Clinical, laboratory, radiographic, and histopathologic features of methotrexate-associated lung injury in patients with rheumatoid arthritis. A multicenter study with literature review



Objective. To describe the clinical, laboratory, radiologic, and histopathologic features of methotrexate (MTX)-induced lung injury in a combined cohort of selected patients with rheumatoid arthritis (RA) and all cases reported in the English-language literature.

Methods. Retrospective combined cohort review and abstraction from the medical literature. Case reports were obtained from 6 centers that had 4 or more cases of potential MTX lung injury per site. RA patients who were seen between 1981 and 1993 and who satisfied predetermined criteria for the presence of MTX lung injury were identified.

Results. Twenty-seven patients satisfied the criteria for definite MTX lung injury, and 2 for probable MTX lung injury.
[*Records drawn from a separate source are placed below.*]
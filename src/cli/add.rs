use std::io::Write;

use clap::Args;

use cartkit::{
    config::CartConfig,
    configurator::{Selections, configure},
    sync::SyncChannel,
};

use super::{CliError, selections::SelectionArgs};

#[derive(Debug, Args)]
pub(super) struct AddArgs {
    /// Catalog product id
    product: String,

    /// Number of units
    #[arg(long, short, default_value_t = 1)]
    quantity: u32,

    #[command(flatten)]
    selections: SelectionArgs,
}

pub(super) fn run(
    args: AddArgs,
    config: &CartConfig,
    out: &mut impl Write,
) -> Result<(), CliError> {
    let catalog = config.load_catalog()?;
    let product = catalog.product(&args.product)?;

    let selections = args.selections.apply(Selections::new().quantity(args.quantity));
    let entry = configure(product, selections);

    let mut store = config.open_store(SyncChannel::new());

    match store.add(entry) {
        Some(id) => {
            let quantity = store.get(&id).map_or(0, |entry| entry.quantity);
            writeln!(out, "{id}: {} x{quantity}", product.name)?;
        }
        None => writeln!(out, "Nothing added")?,
    }

    Ok(())
}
Predominant clinical features of MTX lung injury included shortness of breath in 27 patients (93.1%), which was present for 23.5 ± 22.3 days (mean ± SD), cough in 24 (82.8%), present for 26.9 ± 28.5 days, and fever in 20 (69.0%), present for 10.4 ± 12.8 days. Five patients (17.2%) died, compared with 12 of 68 (17.6%) reported in the medical literature. Four of the 6 patients who were re-treated with MTX after an initial pulmonary event developed recurrent lung toxicity, resulting in 2 deaths, compared with a recurrence rate of 3 of 6 in the literature.

Conclusion. MTX lung injury is most often a subacute process, in which symptoms are commonly present for several weeks before diagnosis. Approximately 50% of the cases are diagnosed within 32 weeks from initiation of MTX treatment. A patient who recovers from MTX lung injury should not be re-treated. Earlier recognition and drug withdrawal may avoid the serious and sometimes fatal outcome that has been observed in this and other studies.